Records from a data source
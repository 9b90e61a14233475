use std::time::Duration;

use wfxlink_frame::SEQ_COUNTER_MAX;

/// Tuning knobs of the bottom half.
#[derive(Debug, Clone, PartialEq, Eq)]
pub struct LinkConfig {
    /// Maximum messages read per receive pump pass.
    pub rx_batch: usize,
    /// Maximum messages written per transmit pump pass.
    pub tx_batch: usize,
    /// How long to wait for the chip to acknowledge a wakeup.
    pub wake_timeout: Duration,
    /// Fixed delay after asserting the wake line on firmware older than 1.4.
    pub legacy_wake_delay: Duration,
    /// Default bound for [`LinkHandle::flush`](crate::LinkHandle::flush).
    pub flush_timeout: Duration,
    /// Largest sequence number before wrapping to 0.
    pub seq_counter_max: u8,
}

impl Default for LinkConfig {
    fn default() -> Self {
        Self {
            rx_batch: 32,
            tx_batch: 32,
            wake_timeout: Duration::from_millis(3),
            legacy_wake_delay: Duration::from_millis(2),
            flush_timeout: Duration::from_secs(2),
            seq_counter_max: SEQ_COUNTER_MAX,
        }
    }
}

/// Capabilities reported by the chip at startup.
#[derive(Debug, Clone, Copy, PartialEq, Eq)]
pub struct ChipCaps {
    /// Number of input buffers on the chip, i.e. the credit capacity.
    pub num_inp_ch_bufs: u32,
    /// Firmware API version as `(major, minor)`.
    pub api_version: (u8, u8),
}

impl ChipCaps {
    pub fn new(num_inp_ch_bufs: u32, api_version: (u8, u8)) -> Self {
        Self {
            num_inp_ch_bufs,
            api_version,
        }
    }

    /// Whether the firmware API is strictly older than `major.minor`.
    pub fn api_older_than(&self, major: u8, minor: u8) -> bool {
        self.api_version < (major, minor)
    }
}

impl Default for ChipCaps {
    fn default() -> Self {
        Self {
            num_inp_ch_bufs: 1,
            api_version: (1, 4),
        }
    }
}
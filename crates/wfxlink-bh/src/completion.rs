//! Single-slot completion flag.

use std::sync::{Condvar, Mutex, MutexGuard, PoisonError};
use std::time::{Duration, Instant};

/// A flag one side raises and another side waits on.
///
/// Repeated [`complete`](Completion::complete) calls collapse into one.
#[derive(Debug, Default)]
pub struct Completion {
    done: Mutex<bool>,
    cv: Condvar,
}

impl Completion {
    pub fn new() -> Self {
        Self::default()
    }

    fn lock(&self) -> MutexGuard<'_, bool> {
        self.done.lock().unwrap_or_else(PoisonError::into_inner)
    }

    /// Raise the flag and wake all waiters.
    pub fn complete(&self) {
        *self.lock() = true;
        self.cv.notify_all();
    }

    /// Whether the flag is raised.
    pub fn is_done(&self) -> bool {
        *self.lock()
    }

    /// Consume the flag if it is raised.
    pub fn try_wait(&self) -> bool {
        std::mem::replace(&mut *self.lock(), false)
    }

    /// Block until the flag is raised or `timeout` elapses, leaving it raised.
    pub fn wait_done(&self, timeout: Duration) -> bool {
        let deadline = Instant::now() + timeout;
        let mut done = self.lock();
        while !*done {
            let now = Instant::now();
            if now >= deadline {
                return false;
            }
            done = self
                .cv
                .wait_timeout(done, deadline - now)
                .unwrap_or_else(PoisonError::into_inner)
                .0;
        }
        true
    }
}
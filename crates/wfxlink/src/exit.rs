use std::fmt;

use wfxlink_bh::BhError;
use wfxlink_bus::BusError;
use wfxlink_frame::FrameError;

pub const SUCCESS: i32 = 0;
pub const FAILURE: i32 = 1;
pub const BUS_ERROR: i32 = 3;
pub const LINK_DEGRADED: i32 = 30;
pub const DATA_INVALID: i32 = 60;
pub const USAGE: i32 = 64;
pub const TIMEOUT: i32 = 124;
pub const INTERNAL: i32 = 125;

pub type CliResult<T> = Result<T, CliError>;

#[derive(Debug)]
pub struct CliError {
    pub code: i32,
    pub message: String,
}

impl CliError {
    pub fn new(code: i32, message: impl Into<String>) -> Self {
        Self {
            code,
            message: message.into(),
        }
    }
}

impl fmt::Display for CliError {
    fn fmt(&self, f: &mut fmt::Formatter<'_>) -> fmt::Result {
        write!(f, "{}", self.message)
    }
}

impl std::error::Error for CliError {}

pub fn bus_error(context: &str, err: BusError) -> CliError {
    CliError::new(BUS_ERROR, format!("{context}: {err}"))
}

pub fn frame_error(context: &str, err: FrameError) -> CliError {
    match err {
        FrameError::PayloadTooLarge { .. } => {
            CliError::new(USAGE, format!("{context}: {err}"))
        }
        other => CliError::new(DATA_INVALID, format!("{context}: {other}")),
    }
}

pub fn bh_error(context: &str, err: BhError) -> CliError {
    match err {
        BhError::Bus(err) => bus_error(context, err),
        BhError::Frame(err) => frame_error(context, err),
        BhError::Timeout(_) => CliError::new(TIMEOUT, format!("{context}: {err}")),
        BhError::Shutdown => CliError::new(FAILURE, format!("{context}: {err}")),
        other => CliError::new(INTERNAL, format!("{context}: {other}")),
    }
}
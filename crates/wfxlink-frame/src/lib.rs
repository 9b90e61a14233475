//! Message framing for the wfxlink chip protocol.
//!
//! Every message exchanged with the chip is framed with a 4-byte header:
//! - a 2-byte little-endian length (header included)
//! - a 1-byte message id (bit 7 marks indications)
//! - a flags byte carrying the interface, the 3-bit sequence number and the
//!   2-bit encryption marker
//!
//! Messages read from the chip are followed by a piggyback word announcing
//! the next pending message. Messages flagged as encrypted are wrapped in the
//! secure-link envelope produced by an external [`SecureLink`].

pub mod codec;
pub mod dump;
pub mod error;
pub mod ids;
pub mod message;
pub mod piggyback;
pub mod secure;

pub use codec::{
    decode_message, encode_message, Decoded, Encryption, Envelope, HEADER_SIZE, LEN_FIELD_SIZE,
    MAX_MESSAGE_LEN, SEQ_COUNTER_MAX,
};
pub use dump::hex_dump;
pub use error::{CryptoError, FrameError, Result};
pub use ids::{message_name, ID_IS_INDICATION};
pub use message::{Message, MultiTxConfirmation};
pub use piggyback::{Piggyback, PIGGYBACK_SIZE};
pub use secure::{encrypted_len, SecureLink, SL_BLOCK_SIZE, SL_HEADER_SIZE, SL_TAG_SIZE};
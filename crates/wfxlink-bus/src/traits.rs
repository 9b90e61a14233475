use crate::error::Result;

/// Host side of the chip bus (SPI or SDIO).
///
/// Implementations own the physical transfer. All data transfers are issued
/// with a length already rounded through [`HwBus::align_size`].
pub trait HwBus: Send {
    /// Round a transfer length up to the granularity required by the bus.
    fn align_size(&self, len: usize) -> usize;

    /// Read one message from the chip's output queue into `buf`.
    ///
    /// The chip appends the piggyback word in the last two bytes of `buf`.
    fn read(&mut self, buf: &mut [u8]) -> Result<()>;

    /// Write one message to the chip's input queue.
    fn write(&mut self, buf: &[u8]) -> Result<()>;

    /// Read the control register.
    fn read_control(&mut self) -> Result<u32>;

    /// Acknowledge the last received transfer.
    ///
    /// Returns the error bits the chip reported (already cleared). Buses that
    /// need no acknowledgment keep the default, which reports nothing.
    fn acknowledge(&mut self) -> Result<u8> {
        Ok(0)
    }
}

impl<T: HwBus + ?Sized> HwBus for Box<T> {
    fn align_size(&self, len: usize) -> usize {
        (**self).align_size(len)
    }

    fn read(&mut self, buf: &mut [u8]) -> Result<()> {
        (**self).read(buf)
    }

    fn write(&mut self, buf: &[u8]) -> Result<()> {
        (**self).write(buf)
    }

    fn read_control(&mut self) -> Result<u32> {
        (**self).read_control()
    }

    fn acknowledge(&mut self) -> Result<u8> {
        (**self).acknowledge()
    }
}

/// GPIO line that keeps the chip awake while asserted.
pub trait WakePin: Send {
    /// Current level of the line.
    fn is_asserted(&self) -> bool;

    /// Drive the line.
    fn set(&mut self, asserted: bool);
}

/// Round `len` up to a multiple of `align`. An `align` of 0 or 1 is a no-op.
pub fn round_up(len: usize, align: usize) -> usize {
    if align <= 1 {
        return len;
    }
    len.div_ceil(align) * align
}

#[cfg(test)]
mod tests {
    use super::*;

    #[test]
    fn round_up_to_alignment() {
        assert_eq!(round_up(10, 2), 10);
        assert_eq!(round_up(11, 2), 12);
        assert_eq!(round_up(1, 16), 16);
        assert_eq!(round_up(0, 16), 0);
        assert_eq!(round_up(513, 512), 1024);
    }

    #[test]
    fn round_up_degenerate_alignment() {
        assert_eq!(round_up(7, 0), 7);
        assert_eq!(round_up(7, 1), 7);
    }
}
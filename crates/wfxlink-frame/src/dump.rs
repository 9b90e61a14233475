use std::fmt::Write;

const BYTES_PER_LINE: usize = 16;

/// Render bytes as offset-prefixed hex lines for postmortem logging.
pub fn hex_dump(data: &[u8]) -> String {
    let mut out = String::with_capacity(data.len() * 3 + data.len() / BYTES_PER_LINE * 8);
    for (line, chunk) in data.chunks(BYTES_PER_LINE).enumerate() {
        if line > 0 {
            out.push('\n');
        }
        let _ = write!(out, "{:08x}:", line * BYTES_PER_LINE);
        for byte in chunk {
            let _ = write!(out, " {byte:02x}");
        }
    }
    out
}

**TASK TO COMPLETE:** All lines in the records with the string "Whether" should be copied out.

**THE ANSWER:**
    /// Whether the firmware API is strictly older than `major.minor`.
    /// Whether the flag is raised.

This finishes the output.